Employers need to build a permanent presence in the job market

Canada’s labour market is being transformed by powerful forces that will create a shortage of up to one million qualified workers in the next decade or two, according to Conference Board of Canada forecasts.

The generation known as baby boomers has begun retiring and will leave a vacuum of skilled workers in the labour force. The Conference Board of Canada, in its publication Hot HR Issues for the Next Two Years, said companies competing for skilled workers are already facing a “war for talent” that will only intensify.

What does this mean for Canadian business? The implications are serious.

Key positions could remain unfilled for longer periods of time as companies seek the right candidate from a shrinking talent pool. Attracting and retaining skilled workers and top talent will grow increasingly difficult as the labour market shifts dramatically from an employer-dominated seller’s market to a candidate-dominated buyer’s market.

A comprehensive study called Future Shortages in the Canadian Labour Market, by People Patterns Consulting, said labour force growth between now and 2010 is expected to slow to about 123,000 people annually and decline further to about 42,200 between 2010 and 2015, finally falling to about zero growth between 2016 and 2024.

While many HR professionals recognize this trend toward a dwindling pool of qualified workers, many expect quick fixes like increased immigration or later retirement will eliminate any labour shortage risks. According to the People Patterns Consulting study, however, the sheer size and complexity of the problem offers no easy solution. And symptoms of the problem are already visible, including:

•higher turnover rates in industries where employees are finding it easy to switch jobs;

•fewer candidates in the market when actually needed;

•changing attitudes among jobseekers who have higher expectations;

•shorter job tenure; and

•pressure on salaries as competitors aggressively pursue the “A” players.

Smart companies already adopting new approaches

The job market under a labour-shortage scenario could come to resemble professional sports and a free-agent system in which talented players can test the market and choose which team they join. Candidates will create a best-employer shortlist to send out resumés and the challenge for employers will be to get on a shortlist by adopting a marketing approach that enhances employer brand.

Some HR professionals already acknowledge this need for marketing-oriented strategies that sell candidates on the firm and build a stronger employer brand to attract talent. It involves employers being permanently visible in the job market and establishing relationships with potential candidates even before they enter the job market.

This will require a new approach among recruiters who, instead of simply reacting to current staffing needs, will need to establish a pipeline that constantly generates candidate leads amid a growing scarcity of talent.

So the task for recruiters is not simply to inform the market of job openings but to convince workers early and often that their organization represents the best choice and the smartest career move.

HR professionals are not necessarily trained in marketing, but coping in the rapidly changing labour market will require HR to adopt new recruiting strategies that incorporate best practices for an emerging labour shortage.

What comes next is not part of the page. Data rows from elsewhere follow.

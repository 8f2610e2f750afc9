// ABOUTME: Intelligence module for target calculation, meal scaling, and progress analysis
// ABOUTME: Re-exports the public entry points of each calculator
//
// SPDX-License-Identifier: MIT OR Apache-2.0
// Copyright (c) 2025 Pierre Fitness Intelligence

//! # Intelligence Module
//!
//! Pure, synchronous calculators. Every function is a deterministic function
//! of its explicit inputs plus the engine configuration, so independent calls
//! can run on any thread without coordination.
//!
//! Data flows one way: `nutrition_calculator` produces daily and per-meal
//! targets consumed by `meal_scaler` and `fit_ranker`; logged days feed
//! `weekly_progress`, whose history feeds `metabolic_adaptation`.

/// Ranks candidate meals by fit to a target
pub mod fit_ranker;
/// Scales a meal's ingredient quantities to a macro target
pub mod meal_scaler;
/// Detects metabolic adaptation over several weeks
pub mod metabolic_adaptation;
/// Daily energy and macro targets
pub mod nutrition_calculator;
/// Hard physiological bounds and numerical guards
pub mod physiological_constants;
/// Weekly progress analysis and calorie adjustment
pub mod weekly_progress;

pub use fit_ranker::{
    calculate_fit_score, rank_meals_by_fit, rank_meals_by_fit_with_config, RankedMeal,
    MAX_FIT_SCORE,
};
pub use meal_scaler::{
    max_relative_error, relative_error, scale_meal_to_target, scale_meal_to_target_with_config,
    ScaledMeal, ScalingMode,
};
pub use metabolic_adaptation::{
    detect_metabolic_adaptation, detect_metabolic_adaptation_with_config, AdaptationFlags,
    AdaptationLevel, MetabolicAdaptationResult,
};
pub use nutrition_calculator::{
    calculate_activity_multiplier, calculate_katch_mcardle, calculate_lean_body_mass,
    calculate_macro_split, calculate_mifflin_st_jeor, calculate_target_calories, calculate_tdee,
    compute_daily_targets, compute_daily_targets_with_config, compute_remaining_meal_target,
    compute_weighted_meal_target, BmrFormula, DailyTargets, ExpenditureModel, MacroPercentages,
    MacroSplit, UserProfile,
};
pub use weekly_progress::{
    adjust_goals, adjust_goals_with_config, analyze_weekly_progress,
    analyze_weekly_progress_with_config, apply_adjustment, apply_adjustment_with_config,
    build_weekly_record, build_weekly_record_with_config, AdjustmentType, Confidence,
    GoalAdjustment, ProgressAnalysis,
};
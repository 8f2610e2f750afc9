// ABOUTME: Core data models for the macrofit engine
// ABOUTME: Re-exports nutrition, profile, and progress data structures
//
// SPDX-License-Identifier: MIT OR Apache-2.0
// Copyright (c) 2025 Pierre Fitness Intelligence

//! # Data Models
//!
//! Plain, serializable data handed into and returned from the engine. None of
//! these types own persistence: callers load them from their store and pass
//! them in by reference.
//!
//! - `MealTemplate`, `IngredientReference`, `Ingredient`: meal composition
//! - `Macros`, `MacroTarget`: aggregate quantities and per-meal targets
//! - `Sex`, `GoalCategory`, `NeatSource`: user profile inputs
//! - `DailyLog`, `WeeklyProgressRecord`: longitudinal history

mod nutrition;
mod profile;
mod progress;

pub use nutrition::{
    Ingredient, IngredientCategory, IngredientReference, MacroKind, MacroTarget, Macros,
    MealTemplate,
};
pub use profile::{GoalCategory, GoalDirection, NeatSource, OccupationType, Sex};
pub use progress::{
    DailyLog, EnergyLevel, HungerLevel, WeeklyProgressRecord, WeightTrend, WorkoutQuality,
};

The value of Internet recruiting

Some companies are already seeing the value of the Internet as a key solution to a shrinking pool of good job candidates. That makes sense because there is no denying that jobseekers are flocking online to scan opportunities and connect with employers.

According to the 2004 Canadian Interactive Reid Report conducted by Ipsos-Reid, Internet use among Canadians has hit 78 per cent, an increase of five per cent over 2003. Out of the 78 per cent of Canadians online, 73 per cent said they have or would use the Internet to look for a job.

Gabriel Bouchard is vice-president and general manager of Monster.ca.